• [TASK REQUIREMENTS]: Report all lines from the entries below in which "PassingTypes" appears.

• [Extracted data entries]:
--
impl TableKind {
    pub const ALL: [TableKind; 11] = [
        TableKind::Standard,
        TableKind::Shooting,
        TableKind::Passing,
        TableKind::PassingTypes,
        TableKind::GoalShotCreation,
        TableKind::Defense,
        TableKind::Possession,
        TableKind::PlayingTime,
        TableKind::Misc,
        TableKind::Keeper,
        TableKind::KeeperAdvanced,
    ];

    pub fn table_name(self) -> &'static str {
        match self {
            TableKind::Standard => "stats_standard",
            TableKind::Shooting => "stats_shooting",
            TableKind::Passing => "stats_passing",
            TableKind::PassingTypes => "stats_passing_types",
            TableKind::GoalShotCreation => "stats_gca",
            TableKind::Defense => "stats_defense",
            TableKind::Possession => "stats_possession",
            TableKind::PlayingTime => "stats_playing_time",
            TableKind::Misc => "stats_misc",
            TableKind::Keeper => "stats_keeper",
            TableKind::KeeperAdvanced => "stats_keeper_adv",
        }
    }

    fn aliases(self) -> &'static [&'static str] {
        match self {
            TableKind::Standard => &["standard", "stats"],
            TableKind::Shooting => &["shooting"],
            TableKind::Passing => &["passing"],
            TableKind::PassingTypes => &["passing_types", "pass_types"],
            TableKind::GoalShotCreation => &[
                "gca",
                "goal_shot_creation",
                "goal_and_shot_creation",
                "shot_creation",
            ],
            TableKind::Defense => &["defense", "defence", "defensive_actions"],
            TableKind::Possession => &["possession"],
            TableKind::PlayingTime => &["playing_time", "playingtime"],
            TableKind::Misc => &["misc", "miscellaneous"],
            TableKind::Keeper => &["keeper", "keepers", "goalkeeping"],
            TableKind::KeeperAdvanced => &[
                "keeper_adv",
                "keepers_adv",
                "keepersadv",
                "advanced_goalkeeping",
                "goalkeeping_advanced",
            ],
        }
    }

    /// Recognise a table kind from a logical table name, file stem or
    /// glossary section title.
    pub fn from_table_name(name: &str) -> Option<TableKind> {
        let sanitized = ident::sanitize_table_name(name);
        let mut key = sanitized.as_str();
        for prefix in ["player_", "stats_"] {
            key = key.strip_prefix(prefix).unwrap_or(key);
        }
        if key != "stats" {
            key = key.strip_suffix("_stats").unwrap_or(key);
        }
        TableKind::ALL
            .into_iter()
            .find(|kind| kind.aliases().contains(&key))
    }

    fn overrides(self) -> &'static [(&'static str, &'static str)] {
        match self {
            TableKind::Standard => &[],
            TableKind::Shooting => SHOOTING_OVERRIDES,
            TableKind::Passing => PASSING_OVERRIDES,
            TableKind::PassingTypes => PASSING_TYPES_OVERRIDES,
            TableKind::GoalShotCreation => GCA_OVERRIDES,
            TableKind::Defense => DEFENSE_OVERRIDES,
            TableKind::Possession => POSSESSION_OVERRIDES,
            TableKind::PlayingTime => PLAYING_TIME_OVERRIDES,
            TableKind::Misc => MISC_OVERRIDES,
            TableKind::Keeper => KEEPER_OVERRIDES,
            TableKind::KeeperAdvanced => KEEPER_ADV_OVERRIDES,
        }
    }

    /// Standard slot of a canonical column in this kind of table. Identity
    /// columns lead every table; columns without a slot return `None`.
    pub fn column_slot(self, name: &str) -> Option<usize> {
        LEADING_COLUMNS
            .iter()
            .position(|column| *column == name)
            .or_else(|| {
                self.stat_order()
                    .iter()
                    .position(|column| *column == name)
                    .map(|idx| LEADING_COLUMNS.len() + idx)
            })
    }

    fn stat_order(self) -> &'static [&'static str] {
        match self {
            TableKind::Standard => STANDARD_ORDER,
            TableKind::Shooting => SHOOTING_ORDER,
            TableKind::Passing => PASSING_ORDER,
            TableKind::PassingTypes => PASSING_TYPES_ORDER,
            TableKind::GoalShotCreation => GCA_ORDER,
            TableKind::Defense => DEFENSE_ORDER,
            TableKind::Possession => POSSESSION_ORDER,
            TableKind::PlayingTime => PLAYING_TIME_ORDER,
            TableKind::Misc => MISC_ORDER,
            TableKind::Keeper => KEEPER_ORDER,
            TableKind::KeeperAdvanced => KEEPER_ADV_ORDER,
        }
    }
}

impl fmt::Display for TableKind {
    fn fmt(&self, f: &mut fmt::Formatter<'_>) -> fmt::Result {
        f.write_str(self.table_name())
    }
}

/// Headers whose meaning does not depend on the table they appear in.
const GLOBAL_HEADERS: &[(&str, &str)] = &[
    ("Rk", "rank"),
    ("Player", "player_name"),
    ("Nation", "nation"),
    ("Pos", "position"),
    ("Squad", "squad"),
    ("Comp", "competition"),
    ("Age", "age"),
    ("Born", "birth_year"),
    ("MP", "matches_played"),
    ("Starts", "starts"),
    ("Min", "minutes"),
    ("90s", "nineties_played"),
    ("Gls", "goals"),
    ("Ast", "assists"),
    ("G+A", "goals_assists"),
    ("G-PK", "goals_minus_pk"),
    ("PK", "penalty_goals"),
    ("PKatt", "penalty_attempts"),
    ("CrdY", "yellow_cards"),
    ("CrdR", "red_cards"),
    ("xG", "expected_goals"),
    ("npxG", "non_penalty_xg"),
    ("xAG", "expected_assists"),
    ("npxG+xAG", "npxg_plus_xag"),
    ("G+A-PK", "goals_assists_minus_pk"),
    ("xG+xAG", "xg_plus_xag"),
    ("PrgC", "progressive_carries"),
    ("PrgP", "progressive_passes"),
    ("PrgR", "progressive_receives"),
    ("Matches", "matches_link"),
];

const SHOOTING_OVERRIDES: &[(&str, &str)] = &[
    ("Sh", "shots"),
    ("SoT", "shots_on_target"),
    ("SoT%", "shots_on_target_pct"),
    ("Sh/90", "shots_per_90"),
    ("SoT/90", "shots_on_target_per_90"),
    ("G/Sh", "goals_per_shot"),
    ("G/SoT", "goals_per_shot_on_target"),
    ("Dist", "avg_shot_distance"),
    ("FK", "free_kick_shots"),
    ("npxG/Sh", "npxg_per_shot"),
    ("G-xG", "goals_minus_xg"),
    ("np:G-xG", "non_penalty_goals_minus_xg"),
];

const PASSING_OVERRIDES: &[(&str, &str)] = &[
    ("Cmp", "passes_completed"),
    ("Att", "passes_attempted"),
    ("Cmp%", "pass_completion_pct"),
    ("TotDist", "total_pass_distance"),
    ("PrgDist", "progressive_pass_distance"),
    ("xA", "expected_assisted_goals"),
    ("A-xAG", "assists_minus_xag"),
    ("KP", "key_passes"),
    ("1/3", "passes_into_final_third"),
    ("PPA", "passes_into_penalty_area"),
    ("CrsPA", "crosses_into_penalty_area"),
];

const PASSING_TYPES_OVERRIDES: &[(&str, &str)] = &[
    ("Att", "passes_attempted"),
    ("Cmp", "passes_completed"),
    ("Live", "passes_live"),
    ("Dead", "passes_dead"),
    ("FK", "passes_free_kick"),
    ("TB", "passes_through_ball"),
    ("Sw", "passes_switched"),
    ("Crs", "passes_crosses"),
    ("TI", "passes_throw_in"),
    ("CK", "passes_corner_kick"),
    ("In", "corner_kicks_inswinging"),
    ("Out", "corner_kicks_outswinging"),
    ("Str", "corner_kicks_straight"),
    ("Off", "passes_offside"),
    ("Blocks", "passes_blocked"),
];

const GCA_OVERRIDES: &[(&str, &str)] = &[
    ("SCA", "shot_creating_actions"),
    ("SCA90", "shot_creating_actions_per_90"),
    ("PassLive", "sca_live_pass"),
    ("PassDead", "sca_dead_pass"),
    ("TO", "sca_take_on"),
    ("Sh", "sca_shot"),
    ("Fld", "sca_foul_drawn"),
    ("Def", "sca_defensive_action"),
    ("GCA", "goal_creating_actions"),
    ("GCA90", "goal_creating_actions_per_90"),
];

const DEFENSE_OVERRIDES: &[(&str, &str)] = &[
    ("Tkl", "tackles"),
    ("TklW", "tackles_won"),
    ("Def 3rd", "tackles_def_third"),
    ("Mid 3rd", "tackles_mid_third"),
    ("Att 3rd", "tackles_att_third"),
    ("Att", "challenges_attempted"),
    ("Tkl%", "challenge_success_pct"),
    ("Lost", "challenges_lost"),
    ("Blocks", "blocks"),
    ("Sh", "blocked_shots"),
    ("Pass", "blocked_passes"),
    ("Int", "interceptions"),
    ("Tkl+Int", "tackles_plus_interceptions"),
    ("Clr", "clearances"),
    ("Err", "errors"),
];

const POSSESSION_OVERRIDES: &[(&str, &str)] = &[
    ("Touches", "touches"),
    ("Def Pen", "touches_def_pen"),
    ("Def 3rd", "touches_def_third"),
    ("Mid 3rd", "touches_mid_third"),
    ("Att 3rd", "touches_att_third"),
    ("Att Pen", "touches_att_pen"),
    ("Live", "touches_live"),
    ("Att", "take_ons_attempted"),
    ("Succ", "take_ons_successful"),
    ("Succ%", "take_on_success_pct"),
    ("Tkld", "take_ons_tackled"),
    ("Tkld%", "take_ons_tackled_pct"),
    ("Carries", "carries"),
    ("TotDist", "carry_distance"),
    ("PrgDist", "carry_progressive_distance"),
    ("1/3", "carries_into_final_third"),
    ("CPA", "carries_into_penalty_area"),
    ("Mis", "miscontrols"),
    ("Dis", "dispossessed"),
    ("Rec", "passes_received"),
];

const PLAYING_TIME_OVERRIDES: &[(&str, &str)] = &[
    ("Mn/MP", "minutes_per_match"),
    ("Min%", "minutes_pct"),
    ("Mn/Start", "minutes_per_start"),
    ("Compl", "complete_matches"),
    ("Subs", "substitute_appearances"),
    ("Mn/Sub", "minutes_per_sub"),
    ("unSub", "unused_sub"),
    ("PPM", "points_per_match"),
    ("onG", "on_goals"),
    ("onGA", "on_goals_against"),
    ("+/-", "plus_minus"),
    ("+/-90", "plus_minus_per_90"),
    ("On-Off", "on_off"),
    ("onxG", "on_expected_goals"),
    ("onxGA", "on_expected_goals_against"),
    ("xG+/-", "expected_goals_plus_minus"),
    ("xG+/-90", "expected_goals_plus_minus_per_90"),
];

const MISC_OVERRIDES: &[(&str, &str)] = &[
    ("2CrdY", "second_yellow_cards"),
    ("Fls", "fouls_committed"),
    ("Fld", "fouls_drawn"),
    ("Off", "offsides"),
    ("Crs", "crosses"),
    ("Int", "interceptions"),
    ("TklW", "tackles_won"),
    ("PKwon", "penalties_won"),
    ("PKcon", "penalties_conceded"),
    ("OG", "own_goals"),
    ("Recov", "ball_recoveries"),
    ("Won", "aerials_won"),
    ("Lost", "aerials_lost"),
    ("Won%", "aerial_win_pct"),
];

const KEEPER_OVERRIDES: &[(&str, &str)] = &[
    ("GA", "goals_against"),
    ("GA90", "goals_against_per_90"),
    ("SoTA", "shots_on_target_against"),
    ("Saves", "saves"),
    ("Save%", "save_pct"),
    ("W", "wins"),
    ("D", "draws"),
    ("L", "losses"),
    ("CS", "clean_sheets"),
    ("CS%", "clean_sheet_pct"),
    ("PKatt", "penalty_kicks_faced"),
    ("PKA", "penalty_goals_against"),
    ("PKsv", "penalty_saves"),
    ("PKm", "penalty_kicks_missed"),
];

const KEEPER_ADV_OVERRIDES: &[(&str, &str)] = &[
    ("GA", "goals_against"),
    ("PKA", "penalty_goals_against"),
    ("FK", "free_kick_goals_against"),
    ("CK", "corner_kick_goals_against"),
    ("OG", "own_goals_against"),
    ("PSxG", "post_shot_expected_goals"),
    ("PSxG/SoT", "post_shot_xg_per_shot_on_target"),
    ("PSxG+/-", "post_shot_xg_plus_minus"),
    ("/90", "post_shot_xg_plus_minus_per_90"),
    ("Cmp", "launches"),
    ("Att", "launches_attempted"),
    ("Cmp%", "launch_completion_pct"),
    ("Att (GK)", "passes_attempted_gk"),
    ("Thr", "throws_attempted"),
    ("Launch%", "launch_pct"),
    ("AvgLen", "avg_pass_length"),
    ("Opp", "crosses_faced"),
    ("Stp", "crosses_stopped"),
    ("Stp%", "cross_stop_pct"),
    ("#OPA", "defensive_actions_outside_penalty_area"),
    ("#OPA/90", "defensive_actions_outside_penalty_area_per_90"),
    ("AvgDist", "avg_defensive_action_distance"),
];

/// Columns that lead every staged table, in order.
const LEADING_COLUMNS: &[&str] = &[
    "rank",
    "player_name",
    "nation",
    "position",
    "squad",
    "competition",
    "age",
    "birth_year",
];

const STANDARD_ORDER: &[&str] = &[
    "matches_played",
    "starts",
    "minutes",
    "nineties_played",
    "goals",
    "assists",
    "goals_assists",
    "goals_minus_pk",
    "penalty_goals",
    "penalty_attempts",
    "yellow_cards",
    "red_cards",
    "expected_goals",
    "non_penalty_xg",
    "expected_assists",
    "npxg_plus_xag",
    "progressive_carries",
    "progressive_passes",
    "progressive_receives",
    "goals_assists_minus_pk",
    "xg_plus_xag",
];

const SHOOTING_ORDER: &[&str] = &[
    "nineties_played",
    "goals",
    "shots",
    "shots_on_target",
    "shots_on_target_pct",
    "shots_per_90",
    "shots_on_target_per_90",
    "goals_per_shot",
    "goals_per_shot_on_target",
    "avg_shot_distance",
    "free_kick_shots",
    "penalty_goals",
    "penalty_attempts",
    "expected_goals",
    "non_penalty_xg",
    "npxg_per_shot",
    "goals_minus_xg",
    "non_penalty_goals_minus_xg",
];

const PASSING_ORDER: &[&str] = &[
    "nineties_played",
    "passes_completed",
    "passes_attempted",
    "pass_completion_pct",
    "total_pass_distance",
    "progressive_pass_distance",
    "assists",
    "expected_assists",
    "expected_assisted_goals",
    "assists_minus_xag",
    "key_passes",
    "passes_into_final_third",
    "passes_into_penalty_area",
    "crosses_into_penalty_area",
    "progressive_passes",
];

const PASSING_TYPES_ORDER: &[&str] = &[
    "nineties_played",
    "passes_attempted",
    "passes_live",
    "passes_dead",
    "passes_free_kick",
    "passes_through_ball",
    "passes_switched",
    "passes_crosses",
    "passes_throw_in",
    "passes_corner_kick",
    "corner_kicks_inswinging",
    "corner_kicks_outswinging",
    "corner_kicks_straight",
    "passes_completed",
    "passes_offside",
    "passes_blocked",
];

const GCA_ORDER: &[&str] = &[
    "nineties_played",
    "shot_creating_actions",
    "shot_creating_actions_per_90",
    "sca_live_pass",
    "sca_dead_pass",
    "sca_take_on",
    "sca_shot",
    "sca_foul_drawn",
    "sca_defensive_action",
    "goal_creating_actions",
    "goal_creating_actions_per_90",
];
--
• [TASK RESULT]:
        TableKind::PassingTypes,
            TableKind::PassingTypes => "stats_passing_types",
            TableKind::PassingTypes => &["passing_types", "pass_types"],
            TableKind::PassingTypes => PASSING_TYPES_OVERRIDES,
            TableKind::PassingTypes => PASSING_TYPES_ORDER,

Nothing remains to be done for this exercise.